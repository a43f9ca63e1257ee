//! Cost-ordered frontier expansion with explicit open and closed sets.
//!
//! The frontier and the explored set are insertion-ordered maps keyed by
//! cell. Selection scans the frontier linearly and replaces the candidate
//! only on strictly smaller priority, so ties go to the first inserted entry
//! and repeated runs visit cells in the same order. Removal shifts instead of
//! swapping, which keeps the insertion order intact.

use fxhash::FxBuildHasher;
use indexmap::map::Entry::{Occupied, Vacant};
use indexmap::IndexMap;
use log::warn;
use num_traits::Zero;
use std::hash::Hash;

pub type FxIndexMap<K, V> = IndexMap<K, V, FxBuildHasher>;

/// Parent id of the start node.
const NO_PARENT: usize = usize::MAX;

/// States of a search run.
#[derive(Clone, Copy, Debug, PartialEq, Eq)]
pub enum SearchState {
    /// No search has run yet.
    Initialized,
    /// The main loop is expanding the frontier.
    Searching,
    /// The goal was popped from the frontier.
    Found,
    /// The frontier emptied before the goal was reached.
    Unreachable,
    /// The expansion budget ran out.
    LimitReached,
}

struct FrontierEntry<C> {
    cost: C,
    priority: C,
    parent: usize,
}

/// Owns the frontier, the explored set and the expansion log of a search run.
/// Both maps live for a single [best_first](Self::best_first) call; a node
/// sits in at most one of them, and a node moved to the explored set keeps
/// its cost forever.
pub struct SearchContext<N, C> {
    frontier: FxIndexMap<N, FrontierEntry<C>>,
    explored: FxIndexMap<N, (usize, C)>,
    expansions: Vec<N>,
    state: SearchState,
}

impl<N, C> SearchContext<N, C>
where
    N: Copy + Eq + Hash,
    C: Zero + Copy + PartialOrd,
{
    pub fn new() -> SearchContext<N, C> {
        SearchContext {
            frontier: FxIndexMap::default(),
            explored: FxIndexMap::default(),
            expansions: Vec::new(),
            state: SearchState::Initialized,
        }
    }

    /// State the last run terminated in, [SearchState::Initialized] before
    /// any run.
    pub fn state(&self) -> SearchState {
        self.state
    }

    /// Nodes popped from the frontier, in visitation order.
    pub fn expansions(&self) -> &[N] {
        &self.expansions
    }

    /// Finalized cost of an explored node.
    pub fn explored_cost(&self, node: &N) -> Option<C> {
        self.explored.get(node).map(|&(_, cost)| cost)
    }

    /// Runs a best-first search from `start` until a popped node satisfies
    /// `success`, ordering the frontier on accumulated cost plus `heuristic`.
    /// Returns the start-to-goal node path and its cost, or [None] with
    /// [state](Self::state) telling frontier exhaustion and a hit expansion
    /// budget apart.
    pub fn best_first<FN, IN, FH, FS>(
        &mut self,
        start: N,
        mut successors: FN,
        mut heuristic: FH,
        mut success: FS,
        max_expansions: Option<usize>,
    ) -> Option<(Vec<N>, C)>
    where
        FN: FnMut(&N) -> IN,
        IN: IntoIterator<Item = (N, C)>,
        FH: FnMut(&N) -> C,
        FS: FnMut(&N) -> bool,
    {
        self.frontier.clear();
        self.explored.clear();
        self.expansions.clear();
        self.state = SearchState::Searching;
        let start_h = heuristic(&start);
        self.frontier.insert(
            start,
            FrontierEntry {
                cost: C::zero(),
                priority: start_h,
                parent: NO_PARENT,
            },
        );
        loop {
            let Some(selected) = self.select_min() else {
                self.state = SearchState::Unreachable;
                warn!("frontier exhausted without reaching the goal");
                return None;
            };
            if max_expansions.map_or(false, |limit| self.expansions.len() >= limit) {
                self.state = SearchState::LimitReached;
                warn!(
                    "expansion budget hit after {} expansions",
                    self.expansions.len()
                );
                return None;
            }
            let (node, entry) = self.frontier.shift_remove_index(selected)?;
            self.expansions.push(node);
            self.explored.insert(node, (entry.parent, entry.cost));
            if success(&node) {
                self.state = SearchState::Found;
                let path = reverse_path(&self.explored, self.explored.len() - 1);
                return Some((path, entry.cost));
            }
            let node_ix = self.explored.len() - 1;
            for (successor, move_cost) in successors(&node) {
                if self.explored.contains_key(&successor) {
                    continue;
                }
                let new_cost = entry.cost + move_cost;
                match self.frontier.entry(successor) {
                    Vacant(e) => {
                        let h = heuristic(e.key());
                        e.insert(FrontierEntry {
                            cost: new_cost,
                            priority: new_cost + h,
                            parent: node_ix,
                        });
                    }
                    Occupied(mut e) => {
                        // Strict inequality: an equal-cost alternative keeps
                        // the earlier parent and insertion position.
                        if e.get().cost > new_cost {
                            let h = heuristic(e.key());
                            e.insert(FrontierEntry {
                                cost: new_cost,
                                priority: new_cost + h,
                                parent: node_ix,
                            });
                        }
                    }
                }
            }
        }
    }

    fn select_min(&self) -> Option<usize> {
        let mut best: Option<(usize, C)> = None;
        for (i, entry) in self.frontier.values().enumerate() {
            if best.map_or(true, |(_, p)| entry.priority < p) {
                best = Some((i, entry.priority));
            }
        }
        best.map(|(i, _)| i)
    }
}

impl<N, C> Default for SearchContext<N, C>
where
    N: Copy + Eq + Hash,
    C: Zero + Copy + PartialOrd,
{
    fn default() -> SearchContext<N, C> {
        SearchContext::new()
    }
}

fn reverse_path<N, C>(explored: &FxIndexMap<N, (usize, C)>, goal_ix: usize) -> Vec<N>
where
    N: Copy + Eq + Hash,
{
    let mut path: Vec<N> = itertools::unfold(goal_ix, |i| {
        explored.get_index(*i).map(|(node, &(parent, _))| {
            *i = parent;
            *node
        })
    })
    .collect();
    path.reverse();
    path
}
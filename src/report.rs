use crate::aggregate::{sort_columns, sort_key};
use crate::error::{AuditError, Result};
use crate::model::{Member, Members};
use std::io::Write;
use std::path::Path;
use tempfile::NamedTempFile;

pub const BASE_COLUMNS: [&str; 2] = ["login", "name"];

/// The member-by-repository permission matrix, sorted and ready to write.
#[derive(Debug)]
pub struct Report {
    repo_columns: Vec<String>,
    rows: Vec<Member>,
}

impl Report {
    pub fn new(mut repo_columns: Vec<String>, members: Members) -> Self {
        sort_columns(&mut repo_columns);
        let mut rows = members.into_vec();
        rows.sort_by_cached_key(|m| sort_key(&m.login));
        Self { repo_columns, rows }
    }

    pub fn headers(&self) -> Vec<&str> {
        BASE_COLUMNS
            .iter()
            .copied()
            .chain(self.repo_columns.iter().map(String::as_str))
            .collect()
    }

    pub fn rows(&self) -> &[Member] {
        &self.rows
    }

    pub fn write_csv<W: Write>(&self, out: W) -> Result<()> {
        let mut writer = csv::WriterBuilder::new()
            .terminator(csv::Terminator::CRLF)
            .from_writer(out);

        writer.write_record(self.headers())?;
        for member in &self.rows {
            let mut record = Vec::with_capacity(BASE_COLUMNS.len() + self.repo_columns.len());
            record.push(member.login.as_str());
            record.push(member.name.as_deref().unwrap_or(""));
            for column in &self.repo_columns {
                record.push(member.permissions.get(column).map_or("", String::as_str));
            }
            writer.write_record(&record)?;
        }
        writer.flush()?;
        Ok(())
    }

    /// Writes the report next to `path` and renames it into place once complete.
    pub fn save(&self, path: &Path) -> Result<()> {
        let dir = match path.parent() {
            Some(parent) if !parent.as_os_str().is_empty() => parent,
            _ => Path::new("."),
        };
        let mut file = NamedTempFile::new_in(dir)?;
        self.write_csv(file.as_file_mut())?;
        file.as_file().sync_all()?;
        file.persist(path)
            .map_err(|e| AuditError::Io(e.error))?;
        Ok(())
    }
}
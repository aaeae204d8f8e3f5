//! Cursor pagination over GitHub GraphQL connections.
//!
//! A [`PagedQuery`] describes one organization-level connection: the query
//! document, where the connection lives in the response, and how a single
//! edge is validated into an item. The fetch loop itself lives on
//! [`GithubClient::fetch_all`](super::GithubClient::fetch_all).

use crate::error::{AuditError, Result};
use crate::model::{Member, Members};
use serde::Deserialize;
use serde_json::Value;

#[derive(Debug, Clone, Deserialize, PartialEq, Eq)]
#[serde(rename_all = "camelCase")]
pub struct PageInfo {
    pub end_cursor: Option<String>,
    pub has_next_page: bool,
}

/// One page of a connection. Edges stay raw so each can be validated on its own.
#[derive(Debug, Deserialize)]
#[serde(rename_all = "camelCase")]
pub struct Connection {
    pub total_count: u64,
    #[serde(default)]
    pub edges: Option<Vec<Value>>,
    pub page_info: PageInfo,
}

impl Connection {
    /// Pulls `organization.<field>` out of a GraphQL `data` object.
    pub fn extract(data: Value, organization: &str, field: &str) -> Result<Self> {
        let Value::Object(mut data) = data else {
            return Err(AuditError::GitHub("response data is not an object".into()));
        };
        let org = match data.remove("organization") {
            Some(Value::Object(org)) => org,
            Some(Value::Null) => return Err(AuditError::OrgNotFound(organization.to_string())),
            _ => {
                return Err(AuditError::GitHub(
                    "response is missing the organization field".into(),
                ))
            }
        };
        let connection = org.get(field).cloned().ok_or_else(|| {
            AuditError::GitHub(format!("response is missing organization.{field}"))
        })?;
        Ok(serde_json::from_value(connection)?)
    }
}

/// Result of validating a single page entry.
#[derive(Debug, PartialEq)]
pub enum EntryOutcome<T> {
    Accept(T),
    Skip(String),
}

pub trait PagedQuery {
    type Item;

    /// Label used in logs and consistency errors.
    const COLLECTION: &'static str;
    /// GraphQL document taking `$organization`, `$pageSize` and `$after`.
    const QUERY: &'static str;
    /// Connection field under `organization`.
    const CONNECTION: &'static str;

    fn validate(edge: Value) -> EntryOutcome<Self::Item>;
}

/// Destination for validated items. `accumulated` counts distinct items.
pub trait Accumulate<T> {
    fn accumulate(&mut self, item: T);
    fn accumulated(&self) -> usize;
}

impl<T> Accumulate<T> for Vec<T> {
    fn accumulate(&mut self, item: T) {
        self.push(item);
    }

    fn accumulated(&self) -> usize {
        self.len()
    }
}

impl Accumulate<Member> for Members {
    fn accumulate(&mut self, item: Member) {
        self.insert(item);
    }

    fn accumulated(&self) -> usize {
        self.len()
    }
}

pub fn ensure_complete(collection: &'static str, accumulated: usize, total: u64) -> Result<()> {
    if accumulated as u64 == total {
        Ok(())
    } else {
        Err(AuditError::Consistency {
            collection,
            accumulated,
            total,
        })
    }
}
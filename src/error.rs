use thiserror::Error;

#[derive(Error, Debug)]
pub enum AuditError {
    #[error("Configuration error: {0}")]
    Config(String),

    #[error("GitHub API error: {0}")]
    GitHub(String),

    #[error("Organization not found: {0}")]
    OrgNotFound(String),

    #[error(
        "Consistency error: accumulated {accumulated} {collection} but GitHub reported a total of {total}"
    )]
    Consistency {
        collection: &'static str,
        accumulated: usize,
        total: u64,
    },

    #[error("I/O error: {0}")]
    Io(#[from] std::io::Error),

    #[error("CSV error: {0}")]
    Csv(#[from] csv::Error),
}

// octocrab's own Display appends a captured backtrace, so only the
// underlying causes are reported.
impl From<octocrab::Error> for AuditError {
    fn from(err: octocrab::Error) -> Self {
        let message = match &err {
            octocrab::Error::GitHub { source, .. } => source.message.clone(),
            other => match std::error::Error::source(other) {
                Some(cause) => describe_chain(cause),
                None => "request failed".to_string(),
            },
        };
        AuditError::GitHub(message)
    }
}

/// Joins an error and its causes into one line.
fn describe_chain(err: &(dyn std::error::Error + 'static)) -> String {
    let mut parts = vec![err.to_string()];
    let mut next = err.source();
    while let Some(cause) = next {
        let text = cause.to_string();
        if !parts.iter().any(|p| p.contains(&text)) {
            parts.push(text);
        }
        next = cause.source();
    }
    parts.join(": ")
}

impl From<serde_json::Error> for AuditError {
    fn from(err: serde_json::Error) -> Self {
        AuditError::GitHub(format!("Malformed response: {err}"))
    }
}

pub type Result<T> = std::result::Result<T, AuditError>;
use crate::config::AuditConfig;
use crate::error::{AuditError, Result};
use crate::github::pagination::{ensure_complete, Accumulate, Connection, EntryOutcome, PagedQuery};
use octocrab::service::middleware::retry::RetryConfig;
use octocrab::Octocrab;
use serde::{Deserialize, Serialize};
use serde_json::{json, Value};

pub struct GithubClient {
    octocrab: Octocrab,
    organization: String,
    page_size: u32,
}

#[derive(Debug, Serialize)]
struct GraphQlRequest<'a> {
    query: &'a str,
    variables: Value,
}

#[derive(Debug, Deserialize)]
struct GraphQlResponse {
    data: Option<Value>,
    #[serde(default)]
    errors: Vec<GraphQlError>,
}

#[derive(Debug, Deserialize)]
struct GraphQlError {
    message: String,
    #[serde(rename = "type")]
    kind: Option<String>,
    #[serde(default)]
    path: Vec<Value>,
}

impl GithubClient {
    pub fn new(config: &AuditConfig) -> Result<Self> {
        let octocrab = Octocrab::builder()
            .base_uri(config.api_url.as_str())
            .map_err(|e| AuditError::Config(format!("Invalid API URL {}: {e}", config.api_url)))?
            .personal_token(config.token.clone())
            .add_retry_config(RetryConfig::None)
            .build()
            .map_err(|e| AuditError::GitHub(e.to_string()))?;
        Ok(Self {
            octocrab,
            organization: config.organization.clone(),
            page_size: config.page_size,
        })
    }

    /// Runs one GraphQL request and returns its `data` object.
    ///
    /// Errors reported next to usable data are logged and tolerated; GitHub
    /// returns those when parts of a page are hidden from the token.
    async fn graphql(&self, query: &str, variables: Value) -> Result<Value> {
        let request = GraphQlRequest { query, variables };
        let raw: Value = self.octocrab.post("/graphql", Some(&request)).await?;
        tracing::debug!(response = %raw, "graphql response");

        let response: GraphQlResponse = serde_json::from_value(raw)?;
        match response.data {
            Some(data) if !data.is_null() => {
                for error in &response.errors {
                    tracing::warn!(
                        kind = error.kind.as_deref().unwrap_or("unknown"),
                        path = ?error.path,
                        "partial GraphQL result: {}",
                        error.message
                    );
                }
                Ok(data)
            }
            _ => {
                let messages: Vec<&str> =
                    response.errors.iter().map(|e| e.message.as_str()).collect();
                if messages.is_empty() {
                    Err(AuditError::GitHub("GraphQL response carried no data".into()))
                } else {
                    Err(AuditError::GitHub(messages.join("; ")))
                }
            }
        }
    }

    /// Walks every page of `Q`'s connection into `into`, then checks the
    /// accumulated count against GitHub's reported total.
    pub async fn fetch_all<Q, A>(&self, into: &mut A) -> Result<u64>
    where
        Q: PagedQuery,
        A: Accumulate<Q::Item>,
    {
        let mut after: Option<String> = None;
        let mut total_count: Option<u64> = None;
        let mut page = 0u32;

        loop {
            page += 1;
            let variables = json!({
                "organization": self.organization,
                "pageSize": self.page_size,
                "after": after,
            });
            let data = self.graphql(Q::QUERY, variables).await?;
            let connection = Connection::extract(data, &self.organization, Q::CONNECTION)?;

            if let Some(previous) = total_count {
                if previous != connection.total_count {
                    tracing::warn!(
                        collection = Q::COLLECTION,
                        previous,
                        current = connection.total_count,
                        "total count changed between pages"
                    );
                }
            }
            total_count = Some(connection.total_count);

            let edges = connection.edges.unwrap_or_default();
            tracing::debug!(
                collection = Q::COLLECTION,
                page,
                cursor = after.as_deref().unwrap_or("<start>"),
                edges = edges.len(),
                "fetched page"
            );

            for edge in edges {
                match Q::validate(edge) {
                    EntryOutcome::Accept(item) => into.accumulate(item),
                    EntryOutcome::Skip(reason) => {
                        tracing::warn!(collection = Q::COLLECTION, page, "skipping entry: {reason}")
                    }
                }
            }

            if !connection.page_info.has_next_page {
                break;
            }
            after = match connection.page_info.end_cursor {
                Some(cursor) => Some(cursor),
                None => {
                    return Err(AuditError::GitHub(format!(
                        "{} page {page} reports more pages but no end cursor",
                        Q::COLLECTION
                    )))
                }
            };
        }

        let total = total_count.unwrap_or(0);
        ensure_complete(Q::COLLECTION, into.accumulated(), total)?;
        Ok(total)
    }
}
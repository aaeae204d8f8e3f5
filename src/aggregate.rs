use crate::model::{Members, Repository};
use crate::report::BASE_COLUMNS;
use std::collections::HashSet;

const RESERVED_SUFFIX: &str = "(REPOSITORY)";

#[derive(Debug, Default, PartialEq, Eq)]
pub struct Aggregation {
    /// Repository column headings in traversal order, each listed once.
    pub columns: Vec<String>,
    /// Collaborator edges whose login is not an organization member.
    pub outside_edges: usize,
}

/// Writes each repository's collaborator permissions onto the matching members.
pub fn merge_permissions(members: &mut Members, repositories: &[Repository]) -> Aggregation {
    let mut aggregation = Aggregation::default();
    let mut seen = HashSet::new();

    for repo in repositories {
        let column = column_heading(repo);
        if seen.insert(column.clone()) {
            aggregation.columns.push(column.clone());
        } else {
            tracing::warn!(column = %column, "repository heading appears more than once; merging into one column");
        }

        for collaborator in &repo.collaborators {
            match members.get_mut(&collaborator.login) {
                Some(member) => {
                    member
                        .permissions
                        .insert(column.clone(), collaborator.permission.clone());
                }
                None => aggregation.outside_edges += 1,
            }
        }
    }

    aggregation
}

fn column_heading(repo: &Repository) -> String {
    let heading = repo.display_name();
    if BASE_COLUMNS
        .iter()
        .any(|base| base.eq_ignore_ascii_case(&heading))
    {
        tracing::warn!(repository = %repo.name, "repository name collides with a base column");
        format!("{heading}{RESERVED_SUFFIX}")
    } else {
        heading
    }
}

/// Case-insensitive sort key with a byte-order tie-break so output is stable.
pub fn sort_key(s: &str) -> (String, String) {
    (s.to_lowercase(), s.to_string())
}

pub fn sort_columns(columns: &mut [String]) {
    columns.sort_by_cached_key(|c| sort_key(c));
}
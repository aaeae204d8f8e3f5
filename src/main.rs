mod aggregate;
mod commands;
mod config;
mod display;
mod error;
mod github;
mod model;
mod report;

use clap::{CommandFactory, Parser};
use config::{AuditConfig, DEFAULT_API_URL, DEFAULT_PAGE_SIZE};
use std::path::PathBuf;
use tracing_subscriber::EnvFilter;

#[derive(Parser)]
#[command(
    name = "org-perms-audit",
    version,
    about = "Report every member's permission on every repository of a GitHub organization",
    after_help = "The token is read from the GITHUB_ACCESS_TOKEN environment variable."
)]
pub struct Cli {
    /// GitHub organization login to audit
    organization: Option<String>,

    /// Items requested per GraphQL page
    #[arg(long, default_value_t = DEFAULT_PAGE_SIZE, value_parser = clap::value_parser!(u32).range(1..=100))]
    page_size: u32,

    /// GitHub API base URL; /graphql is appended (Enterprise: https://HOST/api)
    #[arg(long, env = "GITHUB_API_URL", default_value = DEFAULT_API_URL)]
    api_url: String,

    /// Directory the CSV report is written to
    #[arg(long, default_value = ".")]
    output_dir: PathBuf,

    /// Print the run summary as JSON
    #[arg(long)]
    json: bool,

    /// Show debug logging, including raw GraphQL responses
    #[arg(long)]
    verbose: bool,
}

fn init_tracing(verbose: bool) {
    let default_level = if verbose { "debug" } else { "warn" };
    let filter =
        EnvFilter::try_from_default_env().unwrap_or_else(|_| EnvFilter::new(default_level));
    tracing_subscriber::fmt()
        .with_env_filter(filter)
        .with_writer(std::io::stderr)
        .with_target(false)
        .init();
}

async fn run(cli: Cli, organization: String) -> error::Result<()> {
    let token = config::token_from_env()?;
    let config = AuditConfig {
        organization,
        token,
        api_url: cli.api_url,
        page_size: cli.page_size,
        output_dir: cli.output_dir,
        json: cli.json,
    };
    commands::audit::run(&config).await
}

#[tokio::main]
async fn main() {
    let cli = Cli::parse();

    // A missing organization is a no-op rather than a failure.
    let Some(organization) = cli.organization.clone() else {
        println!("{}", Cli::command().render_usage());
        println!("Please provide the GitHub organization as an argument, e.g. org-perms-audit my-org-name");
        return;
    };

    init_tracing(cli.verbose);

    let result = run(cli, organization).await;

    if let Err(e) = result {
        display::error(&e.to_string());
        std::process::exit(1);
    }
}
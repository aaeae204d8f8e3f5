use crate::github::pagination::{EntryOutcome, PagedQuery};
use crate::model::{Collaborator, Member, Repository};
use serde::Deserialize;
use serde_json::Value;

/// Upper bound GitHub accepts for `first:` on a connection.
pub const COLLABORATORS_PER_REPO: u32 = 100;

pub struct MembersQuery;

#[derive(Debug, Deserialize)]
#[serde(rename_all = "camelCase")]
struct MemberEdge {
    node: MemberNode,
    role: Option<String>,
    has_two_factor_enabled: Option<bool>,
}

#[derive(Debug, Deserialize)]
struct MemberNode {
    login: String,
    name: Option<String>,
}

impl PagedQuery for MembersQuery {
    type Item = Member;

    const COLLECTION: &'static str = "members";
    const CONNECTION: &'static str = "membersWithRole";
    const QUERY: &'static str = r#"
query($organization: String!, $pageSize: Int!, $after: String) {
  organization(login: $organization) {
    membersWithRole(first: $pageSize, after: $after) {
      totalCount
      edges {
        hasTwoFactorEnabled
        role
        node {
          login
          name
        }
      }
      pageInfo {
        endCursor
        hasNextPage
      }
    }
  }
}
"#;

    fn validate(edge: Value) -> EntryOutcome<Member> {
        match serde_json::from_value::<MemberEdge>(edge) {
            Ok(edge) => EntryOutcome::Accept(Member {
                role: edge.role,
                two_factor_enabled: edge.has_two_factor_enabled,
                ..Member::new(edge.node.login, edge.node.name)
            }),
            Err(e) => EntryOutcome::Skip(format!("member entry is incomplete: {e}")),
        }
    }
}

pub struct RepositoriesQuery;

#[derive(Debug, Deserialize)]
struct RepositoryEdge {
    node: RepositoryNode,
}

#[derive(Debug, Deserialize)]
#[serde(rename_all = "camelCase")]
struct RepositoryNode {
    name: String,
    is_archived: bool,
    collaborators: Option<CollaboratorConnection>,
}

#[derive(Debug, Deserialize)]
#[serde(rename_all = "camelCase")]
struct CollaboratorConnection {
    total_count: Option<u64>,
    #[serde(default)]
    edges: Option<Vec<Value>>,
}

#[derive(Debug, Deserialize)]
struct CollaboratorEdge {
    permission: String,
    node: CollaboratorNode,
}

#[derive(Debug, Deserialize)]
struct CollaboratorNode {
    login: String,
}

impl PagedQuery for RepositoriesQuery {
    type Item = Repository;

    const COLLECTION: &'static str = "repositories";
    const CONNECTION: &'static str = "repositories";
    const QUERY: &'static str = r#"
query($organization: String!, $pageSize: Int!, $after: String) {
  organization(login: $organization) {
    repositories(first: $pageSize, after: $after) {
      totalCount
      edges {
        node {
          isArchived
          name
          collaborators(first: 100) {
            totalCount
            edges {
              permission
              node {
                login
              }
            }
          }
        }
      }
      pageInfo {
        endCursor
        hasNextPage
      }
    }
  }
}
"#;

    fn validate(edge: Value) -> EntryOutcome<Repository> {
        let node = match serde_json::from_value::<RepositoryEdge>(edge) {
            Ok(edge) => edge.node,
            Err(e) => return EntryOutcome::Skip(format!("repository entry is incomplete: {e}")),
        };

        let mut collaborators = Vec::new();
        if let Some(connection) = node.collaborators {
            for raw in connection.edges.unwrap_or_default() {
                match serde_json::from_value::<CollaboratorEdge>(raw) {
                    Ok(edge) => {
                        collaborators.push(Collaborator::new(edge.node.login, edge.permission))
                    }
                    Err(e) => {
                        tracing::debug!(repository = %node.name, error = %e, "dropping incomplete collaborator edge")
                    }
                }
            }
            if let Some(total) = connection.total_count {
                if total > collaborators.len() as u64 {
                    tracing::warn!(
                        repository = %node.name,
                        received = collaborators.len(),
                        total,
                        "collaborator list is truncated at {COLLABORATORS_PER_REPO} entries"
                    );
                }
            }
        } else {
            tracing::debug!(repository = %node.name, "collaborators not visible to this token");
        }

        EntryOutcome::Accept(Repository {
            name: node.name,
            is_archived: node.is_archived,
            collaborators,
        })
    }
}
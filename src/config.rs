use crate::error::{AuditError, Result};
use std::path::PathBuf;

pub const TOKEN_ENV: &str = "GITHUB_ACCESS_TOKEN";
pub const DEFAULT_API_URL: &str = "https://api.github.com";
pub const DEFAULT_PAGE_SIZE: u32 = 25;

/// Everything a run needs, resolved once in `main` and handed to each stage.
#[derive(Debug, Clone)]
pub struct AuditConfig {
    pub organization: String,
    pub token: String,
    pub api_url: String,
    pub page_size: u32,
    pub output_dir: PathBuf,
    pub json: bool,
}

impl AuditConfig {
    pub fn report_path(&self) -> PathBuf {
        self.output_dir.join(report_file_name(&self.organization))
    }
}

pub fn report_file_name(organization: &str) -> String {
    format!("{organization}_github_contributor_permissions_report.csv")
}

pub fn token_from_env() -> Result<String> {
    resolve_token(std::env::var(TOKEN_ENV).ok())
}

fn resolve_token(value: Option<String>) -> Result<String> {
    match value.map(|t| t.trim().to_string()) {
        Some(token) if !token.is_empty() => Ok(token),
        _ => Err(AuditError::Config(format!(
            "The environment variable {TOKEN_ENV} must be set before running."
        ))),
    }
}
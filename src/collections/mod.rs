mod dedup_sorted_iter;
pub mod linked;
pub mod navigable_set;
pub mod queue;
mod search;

---*---

= PROBLEM TO SOLVE =
From the material above, set down exactly the lines between the line holding "filename src/main.rs" and the line holding "login to audit", inclusive. Include nothing else.

= COMPLETED TASK =
filename src/main.rs
mod aggregate;
mod commands;
mod config;
mod display;
mod error;
mod github;
mod model;
mod report;

use clap::{CommandFactory, Parser};
use config::{AuditConfig, DEFAULT_API_URL, DEFAULT_PAGE_SIZE};
use std::path::PathBuf;
use tracing_subscriber::EnvFilter;

#[derive(Parser)]
#[command(
    name = "org-perms-audit",
    version,
    about = "Report every member's permission on every repository of a GitHub organization",
    after_help = "The token is read from the GITHUB_ACCESS_TOKEN environment variable."
)]
pub struct Cli {
    /// GitHub organization login to audit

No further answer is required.